Photographing a region as contentious as the West Bank would assumedly manifest as an attempt to document divisions between the many sides and ideologies defining the territory—from the Palestinians who have inhabited the land for thousands of years, to liberal Israelis hoping for a two-state solution, to more extreme individuals on either side of these divides. Photographer Michele I. Arazi, however, takes a very different approach in his most recent body of work, Homestead. In it, Arazi focuses less on identifying which side is "right," opting instead to produce a visual record of his experiences amongst a specific set of individuals: the conservative, committed, and self-described "nationalistic" Israelis occupying the Jewish settlements along the West Bank.
"Generally, it's not a media-friendly, journalist-friendly environment," Arazi tells Creators, referencing the widely-held sentiment that the media presents a biased image of settlers and their communities. "I was asking people for no small thing," he continues, "because I was asking to join them on their daily routine." Without a specific agenda, Arazi hoped to shadow these individuals, simply documenting what he witnessed.
In 2014, Arazi contacted roughly 30 people, asking them to consider being photographed for the work. "All of them said no. Every single one refused," he recalls. "And so my response to that was, 'Okay, I respect that. Would it be okay for me to fly over? I will drive to wherever you live, and I'll show you my work, and I'll explain to you what it is I'm interested in." Some of the people he contacted agreed to meet in person, and in 2015, Arazi organized a second trip to visit those who would eventually agree to be the subjects of Homestead.
One of his subjects was a farm owner who, after a rather accusatory and contentious first encounter, agreed to let Arazi visit and photograph his farm, under one condition: no photos were to be taken of him. The man's daughter, Sarah, showed Arazi around, and they invited him to stay with them on the farm for a few days.

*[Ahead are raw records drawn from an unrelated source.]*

//! Buyer purchase requests and their one-way status machine.

use crate::error::{Error, Result};
use crate::record::{
    number_field, object, parse_amount, string_field, timestamp_field, typed_field, Document, Fields,
    MoneyType, Record,
};
use crate::{DocumentId, Timestamp, Topic};
use serde::{Deserialize, Serialize};
use serde_json::{json, Value};
use std::fmt;

/// Request lifecycle. `Pending` moves to exactly one terminal state.
#[derive(Debug, Clone, Copy, PartialEq, Eq, Hash, Default, Serialize, Deserialize)]
#[serde(rename_all = "lowercase")]
pub enum RequestStatus {
    #[default]
    Pending,
    Accepted,
    Rejected,
}

impl RequestStatus {
    pub fn as_str(&self) -> &'static str {
        match self {
            RequestStatus::Pending => "pending",
            RequestStatus::Accepted => "accepted",
            RequestStatus::Rejected => "rejected",
        }
    }

    pub fn is_terminal(&self) -> bool {
        !matches!(self, RequestStatus::Pending)
    }

    /// Validate a transition to `next`.
    pub fn transition(self, id: &str, next: RequestStatus) -> Result<RequestStatus> {
        if self.is_terminal() || !next.is_terminal() {
            return Err(Error::InvalidTransition {
                id: id.to_string(),
                status: self.to_string(),
            });
        }
        Ok(next)
    }
}

impl fmt::Display for RequestStatus {
    fn fmt(&self, f: &mut fmt::Formatter<'_>) -> fmt::Result {
        f.write_str(self.as_str())
    }
}

/// Whether the buyer takes the listed price or proposes their own.
#[derive(Debug, Clone, Copy, PartialEq, Eq, Hash, Default, Serialize, Deserialize)]
#[serde(rename_all = "lowercase")]
pub enum PriceMode {
    #[default]
    Base,
    Custom,
}

/// A stored purchase request.
#[derive(Debug, Clone, PartialEq, Serialize, Deserialize)]
#[serde(rename_all = "camelCase")]
pub struct PurchaseRequest {
    pub id: DocumentId,
    pub item_name: String,
    pub money_type: MoneyType,
    pub base_price: f64,
    pub requested_price: f64,
    pub price_mode: PriceMode,
    pub buyer_name: String,
    /// In-game identifier of the buyer
    pub buyer_id: String,
    pub timestamp: Timestamp,
    pub status: RequestStatus,
    pub processed_at: Option<Timestamp>,
}

impl PurchaseRequest {
    pub fn is_pending(&self) -> bool {
        self.status == RequestStatus::Pending
    }

    /// Margin the shop makes if the request is accepted.
    pub fn margin(&self) -> f64 {
        self.requested_price - self.base_price
    }
}

impl Record for PurchaseRequest {
    const TOPIC: Topic = Topic::PurchaseRequests;

    fn from_document(doc: &Document) -> Self {
        let f = &doc.fields;
        let base_price = number_field(f, "basePrice").unwrap_or(0.0);
        Self {
            id: doc.id.clone(),
            item_name: string_field(f, "weaponName"),
            money_type: MoneyType::from_field(f.get("weaponMoneyType")),
            base_price,
            requested_price: number_field(f, "requestedPrice").unwrap_or(base_price),
            price_mode: typed_field(f, "priceType").unwrap_or_default(),
            buyer_name: string_field(f, "buyerName"),
            buyer_id: string_field(f, "buyerIG"),
            timestamp: timestamp_field(f, "timestamp").unwrap_or(0),
            status: typed_field(f, "status").unwrap_or_default(),
            processed_at: timestamp_field(f, "processedAt"),
        }
    }

    fn to_fields(&self) -> Fields {
        object(json!({
            "weaponName": self.item_name,
            "weaponMoneyType": self.money_type,
            "basePrice": self.base_price,
            "requestedPrice": self.requested_price,
            "priceType": self.price_mode,
            "buyerName": self.buyer_name,
            "buyerIG": self.buyer_id,
            "timestamp": self.timestamp,
            "status": self.status,
            "processedAt": self.processed_at.map(Value::from).unwrap_or(Value::Null),
        }))
    }
}

/// Buyer form input for a new request.
#[derive(Debug, Clone, PartialEq)]
pub struct PurchaseRequestDraft {
    pub item_name: String,
    pub money_type: MoneyType,
    pub base_price: f64,
    pub price_mode: PriceMode,
    /// Raw custom price as typed; only read in custom mode
    pub custom_price: Option<String>,
    pub buyer_name: String,
    pub buyer_id: String,
}

impl PurchaseRequestDraft {
    /// A request at the listed price.
    pub fn at_base_price(
        item_name: impl Into<String>,
        money_type: MoneyType,
        base_price: f64,
        buyer_name: impl Into<String>,
        buyer_id: impl Into<String>,
    ) -> Self {
        Self {
            item_name: item_name.into(),
            money_type,
            base_price,
            price_mode: PriceMode::Base,
            custom_price: None,
            buyer_name: buyer_name.into(),
            buyer_id: buyer_id.into(),
        }
    }

    /// Switch to a buyer-proposed price.
    pub fn with_custom_price(mut self, raw: impl Into<String>) -> Self {
        self.price_mode = PriceMode::Custom;
        self.custom_price = Some(raw.into());
        self
    }

    /// Validate and compute the price actually requested.
    pub fn requested_price(&self) -> Result<f64> {
        if self.buyer_name.trim().is_empty() || self.buyer_id.trim().is_empty() {
            return Err(Error::ValidationFailed(
                "buyer name and in-game id are required".to_string(),
            ));
        }
        if self.item_name.trim().is_empty() {
            return Err(Error::ValidationFailed("item name is required".to_string()));
        }
        match self.price_mode {
            PriceMode::Base => Ok(self.base_price),
            PriceMode::Custom => {
                let raw = self.custom_price.as_deref().unwrap_or_default();
                parse_amount("custom price", raw)
            }
        }
    }

    /// Build the pending record to store.
    pub fn into_request(self, timestamp: Timestamp) -> Result<PurchaseRequest> {
        let requested_price = self.requested_price()?;
        Ok(PurchaseRequest {
            id: DocumentId::new(),
            item_name: self.item_name.trim().to_string(),
            money_type: self.money_type,
            base_price: self.base_price,
            requested_price,
            price_mode: self.price_mode,
            buyer_name: self.buyer_name.trim().to_string(),
            buyer_id: self.buyer_id.trim().to_string(),
            timestamp,
            status: RequestStatus::Pending,
            processed_at: None,
        })
    }
}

"We're sitting, we're having dinner, and there has to be 40 people at the table," Arazi recalls of the communal meals the family and their farmhands shared each evening. "We're about to sit down and [Sarah] looks at me and she says, 'Michele, can I ask you a personal question?' And like a bad joke, the whole room goes quiet." When Arazi agreed, Sarah asked him who he voted for. "The room is dead [silent], and I tell her, 'Sarah, I haven't voted for ten years, because I don't live here. But the last time I did vote," he tells her that he cast his vote for a political party known for being fervently at odds with the ideologies surrounding him. Likening this party to Bernie Sanders, Arazi explains that he realized no one had ever crossed their paths who had voted that way.
After a moment, when the table livened once more, Arazi turned to Sarah and asked her whether he could ask a personal question, as well. "She says, 'Yeah, sure!' Silence again. I say, 'Did I misrepresent myself?' She looks at me, and she says, 'No, no, absolutely not. You never said you were on our side… It's totally cool.'" Arazi says that avoiding misrepresentation is paramount to his practice as an artist, as well as being party to meaningful dialogue. "As long as you don't misrepresent yourself, there will be a conversation," he explains.
"This is what I took away from it: The biggest danger, in my opinion, is to denote whole sections of the population as people who are not a party to a conversation by the mere views they hold," Arazi continues. "If you speak with the other side, I'm of the firm belief [...] that you will find shades of grey, that you will find potential common ground, and that you might be able to slowly develop ideas that are profoundly flawed, deeply imperfect, never offering you a safe sense of having a clear moral ground, but would [improve] the wellbeing of the very people you are looking to help."
While recounting his experiences in the West Bank, Arazi recalls advice given to him by friend and war correspondent Itai Anghel. "He says, 'When you go to see for yourself and you are genuinely open to form your impressions—you come open minded, you don't come with an agenda, you don't come to prove something, you really come to look and see—what do you see?'"
"It won't be the whole truth, but it will be a section of it. When you genuinely go to see for yourself, magical things happen. People don't respond in the way you think they would respond," Arazi says. Biases unfurl, each side's worldview can get a little bigger, and in the end, dialogue allows the art to become "a portrait or an artist's account of that experience," one which each side can recognize themselves in.